Suffolk is a county of eastern England that faces the North Sea without buffer or apology and has been paying for the arrangement ever since. The coast here is the fastest-eroding in Europe. Every winter the cliff loses a little more to the water. Villages that appear on old maps are now memory and shingle. The land, overall, is flat — agricultural, open, sky-heavy — which explains both the quality of its light and the particular stubbornness of its people.
The county’s rivers are slow, wide-mouthed, and given to meander. The Orwell, the Deben, the Stour, the Blyth — all drift through saltmarsh and reed before giving themselves up to the sea. The most eccentric is the Alde, which rises near Laxfield and flows southeast toward the sea quite sensibly, then at Aldeburgh turns south and runs parallel to the shore for sixteen miles with only the great shingle bar of Orfordness between it and the waves. It does not actually reach the sea until Shingle Street, which is exactly as bleak and beautiful as it sounds.
Suffolk has more crinkle-crankle walls than the rest of England combined. These serpentine brick walls — called “crinkle crankle” only in Suffolk, nowhere else — were built chiefly in the seventeenth century, often by Dutch engineers draining and farming the lower land. The word splices Old English crincan (wavy) with the Dutch kronkel (winding). The wavy form is not whimsy: the corrugation gives structural strength and, counterintuitively, uses fewer bricks than a straight wall of the same height. Suffolk has over fifty. The rest of England, in total, has fewer.
The houses of Lavenham, Kersey, Long Melford and Cavendish are often painted in what is called Suffolk pink: a pale, dusty rose that looks organic because it once was. The traditional lime-wash was mixed with pig’s blood, sloe juice, or occasionally red ochre. Modern conservation rules in many villages require owners to repaint in the exact original shade when it is time to refresh the walls. Estate agents have learned to describe it as “period blush.”
The Drowned City
What Dunwich was, and what it became, and what the sea said about the matter.
At its height in the thirteenth century, Dunwich was the capital of the Kingdom of the East Angles and a major international port. It had eighteen churches and chapels, a Knights Templar preceptory, a Franciscan friary, a marketplace, a guildhall, and a population of around ten thousand — making it, in area, the same size as the City of London, though considerably more modest in population. Ships from Dunwich traded with France and the Low Countries. The harbour was one of the busiest on the east coast. Then the sea intervened.

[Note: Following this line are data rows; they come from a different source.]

//! Per-API-key token-bucket rate limiter, `API_RATE_LIMIT`/`API_RATE_LIMIT_PERIOD`.
//!
//! A plain `Mutex<HashMap>` bucket table, the same shape as `wake::WakeHub`'s
//! lazily-created per-project entries, rather than pulling in a dedicated
//! rate-limiting crate the teacher never depended on.

use std::{collections::HashMap, sync::Mutex, time::Instant};

use axum::{
    extract::{ConnectInfo, Request, State},
    http::StatusCode,
    middleware::Next,
    response::Response,
};

use crate::state::AppState;

struct Bucket {
    tokens: f64,
    last_refill: Instant,
}

pub struct RateLimiter {
    capacity: f64,
    refill_per_second: f64,
    buckets: Mutex<HashMap<String, Bucket>>,
}

impl RateLimiter {
    pub fn new(limit: u32, period_seconds: u32) -> Self {
        let period = period_seconds.max(1) as f64;
        Self {
            capacity: limit as f64,
            refill_per_second: limit as f64 / period,
            buckets: Mutex::new(HashMap::new()),
        }
    }

    fn try_acquire(&self, key: &str) -> bool {
        let now = Instant::now();
        let mut buckets = self.buckets.lock().unwrap();
        let bucket = buckets.entry(key.to_string()).or_insert_with(|| Bucket {
            tokens: self.capacity,
            last_refill: now,
        });

        let elapsed = now.duration_since(bucket.last_refill).as_secs_f64();
        bucket.tokens = (bucket.tokens + elapsed * self.refill_per_second).min(self.capacity);
        bucket.last_refill = now;

        if bucket.tokens >= 1.0 {
            bucket.tokens -= 1.0;
            true
        } else {
            false
        }
    }
}

/// Keys buckets by `X-API-Key` when present, falling back to the peer
/// address so unauthenticated `/health` traffic is still bounded.
pub async fn enforce_rate_limit(
    State(state): State<AppState>,
    connect_info: Option<ConnectInfo<std::net::SocketAddr>>,
    request: Request,
    next: Next,
) -> Result<Response, StatusCode> {
    let key = request
        .headers()
        .get("x-api-key")
        .and_then(|v| v.to_str().ok())
        .map(str::to_string)
        .or_else(|| connect_info.map(|ConnectInfo(addr)| addr.ip().to_string()))
        .unwrap_or_else(|| "unknown".to_string());

    if state.rate_limiter.try_acquire(&key) {
        Ok(next.run(request).await)
    } else {
        tracing::warn!(%key, "rate limit exceeded");
        Err(StatusCode::TOO_MANY_REQUESTS)
    }
}

#[cfg(test)]
mod tests {
    use super::*;

    #[test]
    fn allows_up_to_capacity_then_blocks() {
        let limiter = RateLimiter::new(2, 60);
        assert!(limiter.try_acquire("a"));
        assert!(limiter.try_acquire("a"));
        assert!(!limiter.try_acquire("a"));
    }

    #[test]
    fn buckets_are_independent_per_key() {
        let limiter = RateLimiter::new(1, 60);
        assert!(limiter.try_acquire("a"));
        assert!(limiter.try_acquire("b"));
    }
}
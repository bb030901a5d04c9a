//! `tracing-subscriber` initialization, generalized from the teacher's
//! `mcp-server::telemetry::init_telemetry`.

use anyhow::{Context, Result};
use tracing_subscriber::{fmt, layer::SubscriberExt, util::SubscriberInitExt, EnvFilter, Registry};

use crate::config::{LogFormat, LoggingConfig};

pub fn init_telemetry(config: &LoggingConfig) -> Result<()> {
    let env_filter = EnvFilter::try_from_default_env()
        .or_else(|_| EnvFilter::try_new(&config.level))
        .context("invalid log level configuration")?;

    let registry = Registry::default().with(env_filter);

    match config.format {
        LogFormat::Pretty => {
            registry
                .with(fmt::layer().pretty().with_target(true).with_line_number(true))
                .init();
        }
        LogFormat::Json => {
            registry
                .with(
                    fmt::layer()
                        .json()
                        .with_target(true)
                        .with_line_number(true)
                        .flatten_event(true),
                )
                .init();
        }
        LogFormat::Compact => {
            registry.with(fmt::layer().compact().with_target(false)).init();
        }
    }

    tracing::info!(log_level = %config.level, log_format = ?config.format, "telemetry initialized");
    Ok(())
}
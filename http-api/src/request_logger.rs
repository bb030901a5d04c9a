//! Correlation-id and structured request logging middleware, §4.7.
//!
//! Assigns each request a short correlation id, logs method/path/status/
//! duration at `info`, and escalates to `warn`/`error` for 4xx/5xx --
//! generalizing the teacher's `mcp_request_logging_middleware` (which
//! parsed JSON-RPC method names out of the body) to plain REST routes,
//! where the method is already in the URI.

use std::time::Instant;

use axum::{extract::Request, http::HeaderValue, middleware::Next, response::Response};
use uuid::Uuid;

pub const CORRELATION_HEADER: &str = "x-correlation-id";

pub async fn correlation_and_logging_middleware(mut request: Request, next: Next) -> Response {
    let correlation_id = request
        .headers()
        .get(CORRELATION_HEADER)
        .and_then(|v| v.to_str().ok())
        .map(str::to_string)
        .unwrap_or_else(|| Uuid::new_v4().simple().to_string());

    request.headers_mut().insert(
        CORRELATION_HEADER,
        HeaderValue::from_str(&correlation_id).unwrap_or_else(|_| HeaderValue::from_static("invalid")),
    );

    let method = request.method().clone();
    let path = request.uri().path().to_string();
    let start = Instant::now();

    let span = tracing::info_span!("request", %correlation_id, %method, %path);
    let _enter = span.enter();

    let mut response = next.run(request).await;
    let duration = start.elapsed();
    let status = response.status();

    if status.is_server_error() {
        tracing::error!(%method, %path, %status, ms = duration.as_millis(), "request failed");
    } else if status.is_client_error() {
        tracing::warn!(%method, %path, %status, ms = duration.as_millis(), "request rejected");
    } else {
        tracing::info!(%method, %path, %status, ms = duration.as_millis(), "request completed");
    }

    response.headers_mut().insert(
        CORRELATION_HEADER,
        HeaderValue::from_str(&correlation_id).unwrap_or_else(|_| HeaderValue::from_static("invalid")),
    );
    response
}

Two great storms in 1287 and 1328 broke the harbour, blocked the river mouth with shingle, and tore several hundred houses into the waves. The Black Death came in 1348. The skilled labour left. The fishing fleet dwindled. The wealthy had already gone. A shingle spit drifted south and sealed off the port from large vessels. The town shrank. The cliff kept eating. Over the following four centuries, the churches went over the edge one by one — St Leonard’s, St Michael’s, St Bartholomew’s, St Martin’s, St Nicholas’, all consumed. By 1602 the town was a quarter of its former size. By the 1700s it was a village. And the cliff kept coming.
The last church tower, All Saints, finally fell in 1919 in a waterfall of dead men’s bones. Skulls and femurs from the tilted graveyard tumbled onto the beach with the masonry. Bone still occasionally appears in the eroding cliff. To this day, local legend holds that in certain weathers you can hear the church bells tolling beneath the waves. Acoustic surveys have confirmed the presence of eight churches on the seabed, their walls largely intact, lying in ten metres of water less than a mile from the current shore. Whether the bells ring, the surveys declined to say.
As late as 1832, Dunwich was still returning two Members of Parliament to Westminster. Its electorate at that point consisted of a handful of people and a great deal of water. The Reform Act that year abolished it as a rotten borough, though it is fair to say that nature had been trying to do the same thing for five hundred years.
“Dunwich is not even the ghost of its dead self; almost all you can say of it is that it consists of the mere letters of its old name.”
— Henry James, visiting Dunwich, 1897
Algernon Swinburne, who visited in the early 1870s, wrote a long poem about the place called By the North Sea, picturing the view from the ruins and meditating on what it meant that the sea had taken so much that had once been certain. He was the right poet for the job; he liked ruins. Turner had painted the clifftop church a century earlier. The site continued to attract people who felt that watching something disappear was a useful occupation. W. G. Sebald walked the Suffolk coast in 1992 and wrote about Dunwich in The Rings of Saturn, which describes the landscape as having “the quality of a thing which is never entirely there.” He was not wrong. The entire city is now the largest medieval underwater site in Europe.
Notable Folk
People who changed the world, named things after their dead daughters, or broke out of gaol in a sailor’s disguise.
The Local Tongue
One of the oldest surviving dialects in England — not Norfolk, not Essex, but something older than both.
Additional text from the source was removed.